A sharp drop in the quantity of debts owed by firms in liquidation in East Anglia, as well as a decrease in insolvency activity in the region, hint at glimmers of recovery for the local economy as businesses enter 2026.
According to the Eastern branch of R3, the UK’s restructuring, turnaround and insolvency trade body, levels of debts owed by businesses in liquidation in East Anglia fell by 19% in November compared to October, while insolvency activity, which includes administrator and liquidator appointments as well as creditors’ meetings, dropped by 17%.
Local entrepreneurs, however, remain wary as R3 Eastern’s figures – which are based on an analysis of data from business intelligence provider Creditsafe – also highlight a steep decline of 20% in the number of companies set up in the region late last year.

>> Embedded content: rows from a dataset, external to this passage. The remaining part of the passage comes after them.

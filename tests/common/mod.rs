#![allow(dead_code)]

use std::collections::HashMap;
use std::sync::atomic::{AtomicUsize, Ordering};
use std::sync::Arc;
use std::time::Duration;

use async_trait::async_trait;
use parking_lot::Mutex;
use serde_json::Value;
use solana_sdk::hash::Hash;
use solana_sdk::message::{v0::Message as V0Message, VersionedMessage};
use solana_sdk::pubkey::Pubkey;
use solana_sdk::signature::Keypair;
use solana_sdk::signer::Signer;
use solana_sdk::system_instruction;
use solana_sdk::transaction::VersionedTransaction;

use swarm_trader::analytics::TradeHistory;
use swarm_trader::builder::{
    BuildRequest, BuilderRegistry, BuiltTransaction, Quote, VenueBuilder, VenueTag,
};
use swarm_trader::bundle::BundleSubmitter;
use swarm_trader::coordinator::types::TradeAction;
use swarm_trader::coordinator::{Coordinator, ExecSettings};
use swarm_trader::error::{AppError, Result};
use swarm_trader::events::EventBus;
use swarm_trader::price::PriceSource;
use swarm_trader::rpc::ChainRpc;
use swarm_trader::utils::sol_to_lamports;
use swarm_trader::wallet::WalletPool;

/// In-memory chain: fixed balances, recorded submissions, scripted
/// confirmation behaviour.
pub struct MockChain {
    pub sol_balances: Mutex<HashMap<Pubkey, u64>>,
    pub token_balances: Mutex<HashMap<(Pubkey, Pubkey), u64>>,
    pub transactions: Mutex<HashMap<String, Value>>,
    /// Payer of every transaction accepted, in submission order.
    pub sent: Mutex<Vec<Pubkey>>,
    pub confirm_result: bool,
    send_counter: AtomicUsize,
}

impl MockChain {
    pub fn new() -> Arc<Self> {
        Arc::new(Self {
            sol_balances: Mutex::new(HashMap::new()),
            token_balances: Mutex::new(HashMap::new()),
            transactions: Mutex::new(HashMap::new()),
            sent: Mutex::new(Vec::new()),
            confirm_result: true,
            send_counter: AtomicUsize::new(0),
        })
    }

    pub fn unconfirmable() -> Arc<Self> {
        Arc::new(Self {
            sol_balances: Mutex::new(HashMap::new()),
            token_balances: Mutex::new(HashMap::new()),
            transactions: Mutex::new(HashMap::new()),
            sent: Mutex::new(Vec::new()),
            confirm_result: false,
            send_counter: AtomicUsize::new(0),
        })
    }

    pub fn set_sol(&self, owner: Pubkey, sol: f64) {
        self.sol_balances.lock().insert(owner, sol_to_lamports(sol));
    }

    pub fn set_tokens(&self, owner: Pubkey, mint: Pubkey, amount: u64) {
        self.token_balances.lock().insert((owner, mint), amount);
    }

    pub fn set_transaction(&self, signature: &str, tx: Value) {
        self.transactions.lock().insert(signature.to_string(), tx);
    }

    pub fn sent_count(&self) -> usize {
        self.sent.lock().len()
    }
}

#[async_trait]
impl ChainRpc for MockChain {
    async fn get_sol_balance(&self, owner: &Pubkey) -> Result<u64> {
        Ok(self.sol_balances.lock().get(owner).copied().unwrap_or(0))
    }

    async fn get_token_balance(&self, owner: &Pubkey, mint: &Pubkey) -> Result<Option<u64>> {
        Ok(self.token_balances.lock().get(&(*owner, *mint)).copied())
    }

    async fn latest_blockhash(&self) -> Result<Hash> {
        Ok(Hash::default())
    }

    async fn send_transaction(&self, tx: &VersionedTransaction) -> Result<String> {
        let payer = tx.message.static_account_keys()[0];
        self.sent.lock().push(payer);
        let n = self.send_counter.fetch_add(1, Ordering::SeqCst);
        Ok(format!("sig_{}", n))
    }

    async fn confirm_signature(&self, _signature: &str, _timeout: Duration) -> Result<bool> {
        Ok(self.confirm_result)
    }

    async fn get_transaction_json(&self, signature: &str) -> Result<Value> {
        Ok(self
            .transactions
            .lock()
            .get(signature)
            .cloned()
            .unwrap_or(Value::Null))
    }
}

/// Bundle service double: optionally rejects the first N submissions,
/// records the size of every accepted bundle.
pub struct MockBundle {
    pub accepted_sizes: Mutex<Vec<usize>>,
    fail_remaining: AtomicUsize,
    id_counter: AtomicUsize,
}

impl MockBundle {
    pub fn new() -> Arc<Self> {
        Self::failing_first(0)
    }

    pub fn failing_first(n: usize) -> Arc<Self> {
        Arc::new(Self {
            accepted_sizes: Mutex::new(Vec::new()),
            fail_remaining: AtomicUsize::new(n),
            id_counter: AtomicUsize::new(0),
        })
    }

    pub fn accepted(&self) -> usize {
        self.accepted_sizes.lock().len()
    }
}

#[async_trait]
impl BundleSubmitter for MockBundle {
    async fn submit_bundle(&self, txs: &[VersionedTransaction]) -> Result<String> {
        if self
            .fail_remaining
            .fetch_update(Ordering::SeqCst, Ordering::SeqCst, |n| n.checked_sub(1))
            .is_ok()
        {
            return Err(AppError::Bundle("bundle service rejected the request".into()));
        }

        self.accepted_sizes.lock().push(txs.len());
        let n = self.id_counter.fetch_add(1, Ordering::SeqCst);
        Ok(format!("bundle_{}", n))
    }
}

/// Builder double: produces a minimal self-transfer message for the
/// wallet, so signing and submission work end to end.
pub struct MockBuilder;

impl MockBuilder {
    fn build(&self, req: &BuildRequest) -> Result<BuiltTransaction> {
        let transfer = system_instruction::transfer(&req.wallet, &req.wallet, 0);
        let message = V0Message::try_compile(&req.wallet, &[transfer], &[], req.recent_blockhash)
            .map_err(|e| AppError::Build(e.to_string()))?;

        Ok(BuiltTransaction { message: VersionedMessage::V0(message), quote: None })
    }
}

#[async_trait]
impl VenueBuilder for MockBuilder {
    async fn build_buy(&self, req: &BuildRequest) -> Result<BuiltTransaction> {
        self.build(req)
    }

    async fn build_sell(&self, req: &BuildRequest) -> Result<BuiltTransaction> {
        self.build(req)
    }

    async fn quote(&self, req: &BuildRequest, action: TradeAction) -> Result<Quote> {
        let input = match action {
            TradeAction::Buy => req.sol_lamports,
            TradeAction::Sell => req.token_amount,
        };
        Ok(Quote { input_amount: input, output_amount: input * 2, price_impact_pct: Some(0.1) })
    }
}

/// Price feed double replaying a fixed tick sequence, then holding the
/// last value.
pub struct ScriptedPrice {
    ticks: Vec<Option<f64>>,
    cursor: AtomicUsize,
}

impl ScriptedPrice {
    pub fn new(ticks: Vec<Option<f64>>) -> Arc<Self> {
        Arc::new(Self { ticks, cursor: AtomicUsize::new(0) })
    }
}

#[async_trait]
impl PriceSource for ScriptedPrice {
    async fn price_of(&self, _mint: &str) -> Result<Option<f64>> {
        let i = self.cursor.fetch_add(1, Ordering::SeqCst);
        Ok(self
            .ticks
            .get(i)
            .copied()
            .unwrap_or_else(|| self.ticks.last().copied().flatten()))
    }
}

pub struct Harness {
    pub coordinator: Arc<Coordinator>,
    pub pool: Arc<WalletPool>,
    pub chain: Arc<MockChain>,
    pub bundle: Arc<MockBundle>,
    pub events: EventBus,
    pub history: Arc<TradeHistory>,
    pub wallets: Vec<Pubkey>,
}

pub fn test_settings() -> ExecSettings {
    ExecSettings {
        slippage_bps: 100,
        priority_fee_micro_lamports: 1_000,
        amount_variance_pct: 0.0,
        min_reserve_sol: 0.01,
        bundle_size_limit: 5,
        bundles_enabled: true,
        tip_lamports: 10_000,
        stagger_delay_ms: 1,
        rate_limit_ms: 0,
        confirm_timeout_ms: 200,
        position_refresh_delay_secs: 0,
    }
}

pub fn harness_with(
    balances_sol: &[f64],
    chain: Arc<MockChain>,
    bundle: Arc<MockBundle>,
    settings: ExecSettings,
) -> Harness {
    let keypairs: Vec<Keypair> = balances_sol.iter().map(|_| Keypair::new()).collect();
    let addresses: Vec<Pubkey> = keypairs.iter().map(|k| k.pubkey()).collect();

    for (address, sol) in addresses.iter().zip(balances_sol) {
        chain.set_sol(*address, *sol);
    }

    let chain_dyn: Arc<dyn ChainRpc> = chain.clone();
    let pool = Arc::new(WalletPool::from_keypairs(keypairs, Arc::clone(&chain_dyn), 8));

    let builders = Arc::new(
        BuilderRegistry::new(VenueTag::PumpFun)
            .register(VenueTag::PumpFun, Arc::new(MockBuilder)),
    );

    let events = EventBus::new();
    let history = Arc::new(TradeHistory::new());

    let coordinator = Arc::new(Coordinator::new(
        Arc::clone(&pool),
        builders,
        bundle.clone(),
        chain_dyn,
        events.clone(),
        Arc::clone(&history),
        settings,
    ));

    Harness { coordinator, pool, chain, bundle, events, history, wallets: addresses }
}

pub fn harness(balances_sol: &[f64]) -> Harness {
    harness_with(balances_sol, MockChain::new(), MockBundle::new(), test_settings())
}

pub fn test_mint() -> Pubkey {
    Pubkey::new_unique()
}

R3 Eastern Chair Hayley Watson, an appointment-taking director at FRP Advisory in the region, said: “It’s encouraging to see some improvements in cashflow conditions, but local businesses have been battling against significant economic challenges for over five years now and market barriers to entry are high.
“Sector-specific pressures were particularly evident as we approached the Christmas period, with retailers, for example, contending with weaker sales as consumers held back on purchases in favour of last-minute discounts.
“For leisure operators, the upcoming festive trading season was pivotal as they marketed themselves against a backdrop of lower high street footfall and fragile consumer confidence.
“Ultimately, however, it remains to be seen whether the December trading period will provide a much-needed boost for local firms or the final blow. It’s critical, therefore, that business owners are alert to any signs of financial distress and act on them promptly.
“There is a significant amount which can be done to rescue and support companies and individuals if professional help is taken early enough.”